Mort d'un frère                     

 

Les yeux rougis, un homme mince et hâlé esquissa un geste de la main vers Lechaïm en disant d’une voix à demi étranglée : « mon frère, mon frère bien-aimé vient de mourir, et il s’approchait de sa trente-deuxième année ; comment éteindre la brûlure qui est en moi, comment accepter l’inacceptable ? » Un silence se fit parmi la foule, tandis que Lechaïm courba un instant la tête vers le sol.

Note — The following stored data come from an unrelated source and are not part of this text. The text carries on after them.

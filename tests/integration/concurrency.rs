//! Concurrency tests for the worker pool
//!
//! These tests verify that:
//! - A check identifier never runs on two workers at once
//! - Distinct checks do run in parallel
//! - Stats folds from many tasks are not lost

use std::sync::Arc;
use std::sync::atomic::Ordering;
use std::time::{Duration, Instant};

use guardia_runner::check::stats::CheckStats;
use guardia_runner::check::{CheckError, CheckId, SenderStats};
use guardia_runner::runner::store::StatsStore;
use guardia_runner::runner::tracker::RunningChecksTracker;

use crate::helpers::{Outcome, TestCheck, spawn_runner};

#[tokio::test(flavor = "multi_thread", worker_threads = 4)]
async fn test_same_check_never_runs_concurrently() {
    let (runner, _events) = spawn_runner(8);
    let check = Arc::new(TestCheck::new("dedup:shared", Outcome::Ok).slow(Duration::from_millis(5)));

    for _ in 0..50 {
        runner.schedule(check.clone()).await.unwrap();
    }
    runner.stop().await;

    let runs = check.runs();
    assert!(runs >= 1);
    assert_eq!(check.max_in_flight.load(Ordering::SeqCst), 1);

    // skipped copies are not counted as runs
    let status = runner.status();
    assert_eq!(status.counters.runs, runs as i64);
    assert_eq!(
        runner.store().stats(&check.id).unwrap().snapshot().total_runs,
        runs as u64
    );
}

#[tokio::test(flavor = "multi_thread", worker_threads = 4)]
async fn test_distinct_checks_run_in_parallel() {
    let (runner, _events) = spawn_runner(4);
    let checks: Vec<_> = (0..4)
        .map(|idx| {
            Arc::new(
                TestCheck::new(&format!("parallel:{idx}"), Outcome::Ok)
                    .slow(Duration::from_millis(200)),
            )
        })
        .collect();

    let start = Instant::now();
    for check in &checks {
        runner.schedule(check.clone()).await.unwrap();
    }
    runner.stop().await;

    assert!(
        start.elapsed() < Duration::from_millis(700),
        "4 workers should overlap 4 slow checks, took {:?}",
        start.elapsed()
    );
    assert!(checks.iter().all(|check| check.runs() == 1));
    assert_eq!(runner.status().counters.runs, 4);
}

#[tokio::test(flavor = "multi_thread", worker_threads = 4)]
async fn test_concurrent_folds_are_not_lost() {
    let store = Arc::new(StatsStore::<CheckStats>::new());

    let tasks: Vec<_> = (0..16)
        .map(|task| {
            let store = store.clone();
            tokio::spawn(async move {
                let id = CheckId::new(&format!("group{}", task % 4), &task.to_string());
                for run in 0..100 {
                    let error = (run % 10 == 0).then(|| CheckError::new("boom"));
                    store.fold_run_stats(
                        &id,
                        Duration::from_millis(1),
                        error.as_ref(),
                        &[],
                        SenderStats::default(),
                    );
                }
            })
        })
        .collect();

    for result in futures::future::join_all(tasks).await {
        result.unwrap();
    }

    let snapshot = store.snapshot();
    assert_eq!(snapshot.len(), 4);
    for group in snapshot.values() {
        assert_eq!(group.len(), 4);
        for stats in group.values() {
            let stats = stats.snapshot();
            assert_eq!(stats.total_runs, 100);
            assert_eq!(stats.total_errors, 10);
        }
    }
}

#[test]
fn test_tracker_admits_single_registration() {
    let tracker = Arc::new(RunningChecksTracker::new());
    let id = CheckId::from("race:single");

    let winners: usize = std::thread::scope(|scope| {
        let handles: Vec<_> = (0..16)
            .map(|_| {
                let tracker = tracker.clone();
                let id = id.clone();
                scope.spawn(move || tracker.register(&id))
            })
            .collect();

        handles
            .into_iter()
            .map(|handle| handle.join().unwrap() as usize)
            .sum()
    });

    assert_eq!(winners, 1);
    assert!(tracker.is_running(&id));
}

Puis il se redressa et dit lentement, d’une voix emplie de douceur :
Cette brûlure qui est tienne,
Douleur de ce qui est sans nom,
Chacun doit y prendre part,
Et se laisser blesser à son tour,
Pour que tu puisses encore vivre.
Car la souffrance que l’on partage,
Brûle le cœur de qui se donne
Mais l’unit à l’âme seule,
Et apaise sa soif.
Un jour, vient un autre couchant,
Puis une aurore sans pleurs,
Et midi sera de paix mais plus de feu.
Tu sentiras le vent sur ton front,
La pluie deviendra caresse,
Et le silence sera habité
Par celui qui est parti.
Il sera là et aussi ailleurs,
Vivant d’une autre vie,
Qui n’efface point l’autre,
Mais pourtant s’en éloigne.
Laisse alors l’esquif voguer au large,
Chargé d’amour et de peine,
Empli de larmes et de rires
Allant vers un autre destin.
Car il revient dès que ton âme
Inquiète, heureuse ou seule
L’invite et évoque son nom
Pour un nouveau partage joyeux.
Un jour tu sauras qu’il convient
De l’aider à franchir la lumière
Qui borne l’horizon
Pour l’ultime voyage.
L’amour dès lors n’appellera plus
Mais poussera plus haut,
Et n’oubliera jamais
Les émois passés mais vivants.
Qu’une dernière larme baigne ta joue,
Ultime hommage d’affection,
Avant de songer que la même route
Nous mène tous au même port,
Là où rien ne peut être séparé.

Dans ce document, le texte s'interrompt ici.